Bei den voraussichtlichen Kosten nennt die Stadt mit 10,5 Millionen Euro zwar eine konkrete Zahl – aber unter Vorbehalt. „Wir glauben, dass wir beim Kostenrahmen realistische Annahmen getroffen haben, aber es bleiben Annahmen“, sagt Cordßen. „Wenn man sich zum Beispiel die Entwicklung der Fanzonen über die Jahre anguckt, wird klar, dass das ein Stück weit noch ein Blick in die Glaskugel ist.“

Die von der Uefa vorgeschriebene Fanzone mit Public Viewing stellt mit 3,5 Millionen den zweitgrößten Kostenfaktor dar – fünf Millionen fallen in und am Stadion direkt an, etwa für Pressetribünen, Medientechnik und Bewirtungsanlagen. Dass das Stadion erst vor ein paar Jahren modernisiert wurde und etwa im Vergleich zum größten Konkurrenten Hannover über einen großzügigeren VIP-, Business- und Hospitality-Bereich verfügt, gilt als eine Trumpfkarte der Bremer Bewerbung.

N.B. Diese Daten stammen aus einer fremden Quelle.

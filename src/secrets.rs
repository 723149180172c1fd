//! Secret resolution.
//!
//! Sender identity and owner contacts are looked up once, before any
//! processing, and handed to the pipeline as a [`Recipients`] value.

use std::collections::BTreeMap;
use std::path::{Path, PathBuf};

use crate::config::{SecretsBackend, SecretsConfig};
use crate::error::{Error, Result};

/// Named secret lookup
pub trait SecretStore {
    fn get(&self, name: &str) -> Result<String>;
}

/// Secrets from environment variables: `{prefix}{NAME}` upper-cased, with
/// `-` and `.` mapped to `_`.
#[derive(Debug, Clone, Default)]
pub struct EnvSecrets {
    prefix: String,
}

impl EnvSecrets {
    pub fn new(prefix: impl Into<String>) -> Self {
        Self {
            prefix: prefix.into(),
        }
    }

    pub fn var_name(&self, name: &str) -> String {
        format!("{}{}", self.prefix, name)
            .to_uppercase()
            .replace(['-', '.'], "_")
    }
}

impl SecretStore for EnvSecrets {
    fn get(&self, name: &str) -> Result<String> {
        let var = self.var_name(name);
        match std::env::var(&var) {
            Ok(value) if !value.trim().is_empty() => Ok(value.trim().to_string()),
            _ => Err(Error::SecretNotFound(format!("{name} (env {var})"))),
        }
    }
}

/// Secrets from a flat TOML table of string values.
#[derive(Debug, Clone)]
pub struct FileSecrets {
    path: PathBuf,
    values: BTreeMap<String, String>,
}

impl FileSecrets {
    pub fn load(path: &Path) -> Result<Self> {
        let content = std::fs::read_to_string(path).map_err(|err| {
            Error::SecretNotFound(format!("cannot read {}: {err}", path.display()))
        })?;
        let values: BTreeMap<String, String> = toml::from_str(&content)?;
        Ok(Self {
            path: path.to_path_buf(),
            values,
        })
    }
}

impl SecretStore for FileSecrets {
    fn get(&self, name: &str) -> Result<String> {
        self.values
            .get(name)
            .map(|value| value.trim().to_string())
            .filter(|value| !value.is_empty())
            .ok_or_else(|| Error::SecretNotFound(format!("{name} (in {})", self.path.display())))
    }
}

/// Open the configured secret backend. Relative file paths resolve against
/// `base_dir`.
pub fn open(config: &SecretsConfig, base_dir: &Path) -> Result<Box<dyn SecretStore>> {
    match config.backend {
        SecretsBackend::Env => Ok(Box::new(EnvSecrets::new(config.prefix.clone()))),
        SecretsBackend::File => Ok(Box::new(FileSecrets::load(&base_dir.join(&config.file))?)),
    }
}

/// Who mail comes from and where each owner's report goes
#[derive(Debug, Clone, PartialEq, Eq)]
pub struct Recipients {
    pub sender: String,
    contacts: BTreeMap<String, String>,
}

impl Recipients {
    pub fn new(sender: impl Into<String>, contacts: BTreeMap<String, String>) -> Self {
        Self {
            sender: sender.into(),
            contacts,
        }
    }

    /// Resolve the sender and one contact per owner tag.
    pub fn resolve(store: &dyn SecretStore, config: &SecretsConfig, tags: &[String]) -> Result<Self> {
        let sender = store.get(&config.sender)?;
        let mut contacts = BTreeMap::new();
        for tag in tags {
            let secret = config.contacts.get(tag).ok_or_else(|| {
                Error::InvalidConfig(format!("secrets.contacts has no entry for owner '{tag}'"))
            })?;
            contacts.insert(tag.clone(), store.get(secret)?);
        }
        tracing::debug!(owners = contacts.len(), "recipients resolved");
        Ok(Self { sender, contacts })
    }

    pub fn contact(&self, owner: &str) -> Option<&str> {
        self.contacts.get(owner).map(String::as_str)
    }
}
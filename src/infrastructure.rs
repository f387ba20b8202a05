//! Infrastructure layer
//!
//! Configuration, logging, page sources (HTTP and replay), HTML parsing,
//! retry policy and the JSON history store.

pub mod config;
pub mod history_store;
pub mod logging;
pub mod page_source;
pub mod parsing;
pub mod parsing_error;
pub mod retry_manager;

pub use config::{AppConfig, ConfigManager, sk_ah};
pub use history_store::{BatchFlush, BatchSink, HistoryStore, MergeOutcome, StoreError};
pub use logging::{init_logging, log_system_info};
pub use page_source::{FetchOutcome, NavigationError, NextControl, PageSource, PageSourceFactory, RenderedPage};
pub use parsing::{HistoryExtractor, ListingExtractor, PageNavigator, ParsingError, ParsingResult, SelectorConfig};
pub use retry_manager::{RetryDecision, RetryPolicy};
//! History crawl use case: wires configuration, store, extractor and worker pool

use std::sync::Arc;

use anyhow::{Context, Result};
use tokio_util::sync::CancellationToken;
use tracing::info;

use crate::crawling::{BatchWorkerPool, CrawlPlan, CrawlSummary};
use crate::infrastructure::config::AppConfig;
use crate::infrastructure::history_store::{BatchSink, HistoryStore};
use crate::infrastructure::page_source::PageSourceFactory;
use crate::infrastructure::parsing::HistoryExtractor;
use crate::infrastructure::retry_manager::RetryPolicy;

pub struct HistoryCrawl {
    config: AppConfig,
    factory: Arc<dyn PageSourceFactory>,
    sink: Arc<dyn BatchSink>,
}

impl HistoryCrawl {
    /// Crawl into the [`HistoryStore`] under `config.storage.data_dir`
    pub fn new(config: AppConfig, factory: Arc<dyn PageSourceFactory>) -> Self {
        let store = Arc::new(HistoryStore::new(config.storage.data_dir.clone()));
        Self::with_sink(config, factory, store)
    }

    pub fn with_sink(config: AppConfig, factory: Arc<dyn PageSourceFactory>, sink: Arc<dyn BatchSink>) -> Self {
        Self { config, factory, sink }
    }

    pub fn plan(&self) -> CrawlPlan {
        CrawlPlan::from_config(&self.config.crawl)
    }

    pub async fn run(&self, cancel: CancellationToken) -> Result<CrawlSummary> {
        self.config.validate().context("Invalid crawl configuration")?;

        let extractor = HistoryExtractor::with_config(&self.config.selectors)
            .context("Invalid history selectors")?;
        let plan = self.plan();
        info!(
            "📜 Starting history crawl: pages {}-{}, {} workers, data dir {:?}",
            plan.start_page, plan.end_page, plan.worker_count, self.config.storage.data_dir
        );

        let pool = BatchWorkerPool::new(
            plan,
            Arc::clone(&self.factory),
            Arc::clone(&self.sink),
            Arc::new(extractor),
            cancel,
        )
        .with_retry_policies(
            RetryPolicy::from_config(&self.config.crawl),
            RetryPolicy::for_flushes(&self.config.crawl),
        );

        pool.run().await
    }
}
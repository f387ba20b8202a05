//! Live auction listings and "time left" parsing

use std::time::Duration;

use once_cell::sync::Lazy;
use regex::Regex;
use rust_decimal::Decimal;
use serde::Serialize;
use tracing::{debug, warn};

static HOURS_RE: Lazy<Regex> =
    Lazy::new(|| Regex::new(r"(\d+)\s*h").expect("valid hours regex"));
static MINUTES_RE: Lazy<Regex> =
    Lazy::new(|| Regex::new(r"(\d+)\s*m").expect("valid minutes regex"));

/// One listing scraped from the current auctions table.
///
/// Transient: fetched fresh on every evaluator run.
#[derive(Debug, Clone, PartialEq, Eq)]
pub struct CurrentListing {
    pub item_name: String,
    pub bid_price: Option<Decimal>,
    pub buyout_price: Option<Decimal>,
    pub time_left: Duration,
    /// Cell text as displayed, kept for exports
    pub raw_time_left: String,
}

impl CurrentListing {
    pub fn time_left_minutes(&self) -> u64 {
        self.time_left.as_secs() / 60
    }
}

/// CSV row for the full listing export
#[derive(Debug, Serialize)]
pub struct ListingRow<'a> {
    pub item_name: &'a str,
    pub bid_price: Option<Decimal>,
    pub buyout_price: Option<Decimal>,
    pub time_left_minutes: u64,
    pub raw_time_left: &'a str,
}

impl<'a> From<&'a CurrentListing> for ListingRow<'a> {
    fn from(listing: &'a CurrentListing) -> Self {
        Self {
            item_name: &listing.item_name,
            bid_price: listing.bid_price,
            buyout_price: listing.buyout_price,
            time_left_minutes: listing.time_left_minutes(),
            raw_time_left: listing.raw_time_left.trim(),
        }
    }
}

/// Parse the "Time Left" cell into a duration.
///
/// `-` and `Very Short` mean the auction is about to close (zero).
/// Accepts `5m`, `1h`, `1h30m`; a bare number is minutes. Anything else
/// logs a warning and yields zero.
pub fn parse_time_left(text: &str) -> Duration {
    let raw = text.trim().to_lowercase();
    if raw.is_empty() || raw == "-" || raw == "very short" {
        return Duration::ZERO;
    }

    let hours = HOURS_RE
        .captures(&raw)
        .and_then(|c| c[1].parse::<u64>().ok());
    let minutes = MINUTES_RE
        .captures(&raw)
        .and_then(|c| c[1].parse::<u64>().ok());

    let total_minutes = match (hours, minutes) {
        (None, None) => match raw.parse::<u64>() {
            Ok(m) => m,
            Err(_) => {
                warn!("Could not parse time left: '{}'", text);
                0
            }
        },
        (h, m) => {
            let total = h
                .unwrap_or(0)
                .checked_mul(60)
                .and_then(|hour_minutes| hour_minutes.checked_add(m.unwrap_or(0)));
            match total {
                Some(total) => total,
                None => {
                    warn!("Time left out of range: '{}'", text);
                    return Duration::ZERO;
                }
            }
        }
    };

    debug!("Parsed time left: '{}' -> {} minutes", text, total_minutes);
    match total_minutes.checked_mul(60) {
        Some(secs) => Duration::from_secs(secs),
        None => {
            warn!("Time left out of range: '{}'", text);
            Duration::ZERO
        }
    }
}

#[cfg(test)]
mod tests {
    use super::*;
    use rstest::rstest;

    #[rstest]
    #[case("-", 0)]
    #[case("Very Short", 0)]
    #[case("5m", 5)]
    #[case("30 m", 30)]
    #[case("1h", 60)]
    #[case("1h30m", 90)]
    #[case("2h 5m", 125)]
    #[case("45", 45)]
    #[case("soon", 0)]
    #[case("999999999999999999h", 0)]
    #[case("999999999999999999999999h", 0)]
    #[case("999999999999999999", 0)]
    fn parses_time_left(#[case] text: &str, #[case] minutes: u64) {
        assert_eq!(parse_time_left(text), Duration::from_secs(minutes * 60));
    }
}
//! Price normalization and median computation
//!
//! Auction prices arrive as display strings ("4,500", "1 200 ", "$350").
//! They are normalized to `Decimal` before any comparison so that history
//! and live listings share one numeric representation.

use std::str::FromStr;

use rust_decimal::Decimal;
use thiserror::Error;

/// Characters stripped as thousands separators
const THOUSANDS_SEPARATORS: &[char] = &[',', '_', '\''];

/// Currency markers the site (or a copy-pasted export) may carry
const CURRENCY_MARKERS: &[&str] = &["crowns", "crown", "cr", "$", "€", "£", "¥", "₩"];

/// Why a price string could not be converted
#[derive(Error, Debug, Clone, PartialEq, Eq)]
pub enum PriceError {
    #[error("price text is empty")]
    Empty,

    #[error("price text '{raw}' is not numeric")]
    NotNumeric { raw: String },

    #[error("price {value} is negative")]
    Negative { value: Decimal },
}

/// Normalize a raw price string into a `Decimal`.
///
/// Whitespace (including non-breaking spaces), thousands separators and
/// currency markers are removed before parsing. Anything else left over
/// makes the price unparseable.
pub fn normalize_price(raw: &str) -> Result<Decimal, PriceError> {
    let mut cleaned: String = raw
        .chars()
        .filter(|c| !c.is_whitespace() && !THOUSANDS_SEPARATORS.contains(c))
        .collect::<String>()
        .to_lowercase();

    for marker in CURRENCY_MARKERS {
        if let Some(stripped) = cleaned.strip_suffix(marker) {
            cleaned = stripped.to_string();
        }
        if let Some(stripped) = cleaned.strip_prefix(marker) {
            cleaned = stripped.to_string();
        }
    }

    if cleaned.is_empty() {
        return Err(PriceError::Empty);
    }

    let value = Decimal::from_str(&cleaned).map_err(|_| PriceError::NotNumeric {
        raw: raw.trim().to_string(),
    })?;

    if value.is_sign_negative() && !value.is_zero() {
        return Err(PriceError::Negative { value });
    }

    Ok(value.normalize())
}

/// Like [`normalize_price`], but a blank cell means "no price" rather than an error.
pub fn normalize_optional_price(raw: &str) -> Result<Option<Decimal>, PriceError> {
    match normalize_price(raw) {
        Ok(value) => Ok(Some(value)),
        Err(PriceError::Empty) => Ok(None),
        Err(e) => Err(e),
    }
}

/// Standard median. Even-length series average the two middle values.
///
/// Returns `None` for an empty series.
pub fn median(prices: &[Decimal]) -> Option<Decimal> {
    if prices.is_empty() {
        return None;
    }

    let mut sorted = prices.to_vec();
    sorted.sort_unstable();

    let mid = sorted.len() / 2;
    if sorted.len() % 2 == 0 {
        Some((sorted[mid - 1] + sorted[mid]) / Decimal::from(2))
    } else {
        Some(sorted[mid])
    }
}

2006 – das war nicht nur Sommermärchen, sondern auch Korruptionsskandal. Deswegen sind nun alle Beteiligten am nationalen Bewerbungsverfahren vom DFB bis zu den Städten bemüht, das grassierende Misstrauen gegen die Organisatoren zu zerstreuen – über die Einbeziehung von Transparency International und einen Verhaltenskodex für Entscheidungsträger.

Von ursprünglich 18 Interessenten ist nach Freiburg, Dresden und Karlsruhe zuletzt auch Kaiserslautern abgesprungen, aufgrund eines „unverantwortlichen finanziellen Risikos“, wie es dort hieß. Als auch Dortmunds Oberbürgermeister Ullrich Sierau wegen „schwammiger“ Auflagen mit Rückzug drohte, verlängerte der DFB die Bewerbungsfrist. Nach Gesprächen zwischen Bewerberstädten und DFB scheint es nun eine gemeinsame Linie zu geben, „der Uefa potenzielle EURO2024-Stadien auf Basis einer weitgehenden Vollkostenkalkulation anzubieten“, wie es in einer Pressemitteilung der Stadt Dortmund heißt.

Für 33 Tage ist 500 Meter ums Stadion jedes Werbeplakat ohne Uefa-Lizenz verboten, auch die Eis­reklame am Kiosk

Keine Rede ist bislang davon, ob es auch an der ungleichen Verteilung von Kosten und Einnahmen noch Änderungen gibt. Die auf 190 Seiten in Juristen-Englisch verfassten „Tournament Requirements“ der Uefa erhalten jede Menge Pflichten der Austragungsstädte gegenüber dem Verband und ihren Lizenznehmern.

So ist für die Dauer einer „Exclusive Period“ im Umkreis von 500 Metern der Stadien – auch zu Wasser und in der Luft – jedes Werbeplakat untersagt, das nicht von einer Uefa-Lizenz gedeckt ist, also auch die Eisreklame am Kiosk. Diese Periode beträgt für Städte, die sich wie Bremen um Gruppen- bzw. Achtelfinalspiele bewerben, stolze 33 Tage. Eine Beteiligung an den Einnahmen für den Verkauf von Lizenzen und Werberechten für die Städte ist dagegen nicht vorgesehen.

„Wenn ‚wir bezahlen und sie kassieren‘ das Geschäftsmodell von DFB und Uefa ist, dann ist das etwas einseitig“, hatte der Dortmunder OB gesagt und auch in Bremen hat man andere Vorstellungen von Fair Play. „Es sind kommerzielle Veranstaltungen und da kann es nicht so sein, dass die Städte den roten Teppich ausrollen und die Verbände das Geld verdienen“, sagt der Sprecher der Wirtschaftsbehörde. „Wenn Bremen im nationalen Wettbewerb erfolgreich ist, erwarten wir, dass sich die zehn Austragungsstädte gegenüber dem DFB und anschließend gemeinsam mit dem DFB gegenüber der Uefa klar positionieren, um ihre Interessen und Rechte wahrzunehmen.“

Weitere Unklarheiten gibt es bei der Sicherheit. Die Kosten für die Polizeieinsätze bleiben auf jeden Fall bei den Bewerberstädten hängen, im Bremer Kostenplan ist für Sicherheit jedoch noch überhaupt keine Summe vorgesehen, da sie zum jetzigen Zeitpunkt nicht seriös zu beziffern seien, so Tim Cordßen.

Laut Bremer Veranstaltungsgestaltunggesetz müssten die Kosten bei personalaufwendigen Risikospielen – wenn also die Ukraine gegen Russland spielt und nicht Norwegen gegen Malta – an den Veranstalter weitergegeben werden. Dass diese Bremer Sonderregelung, die vom DFB schon mal mit dem Entzug eines Länderspieles bestraft wurde, negative Folgen für die Bewerbung haben könnte, glauben die Bremer Organisatoren nicht.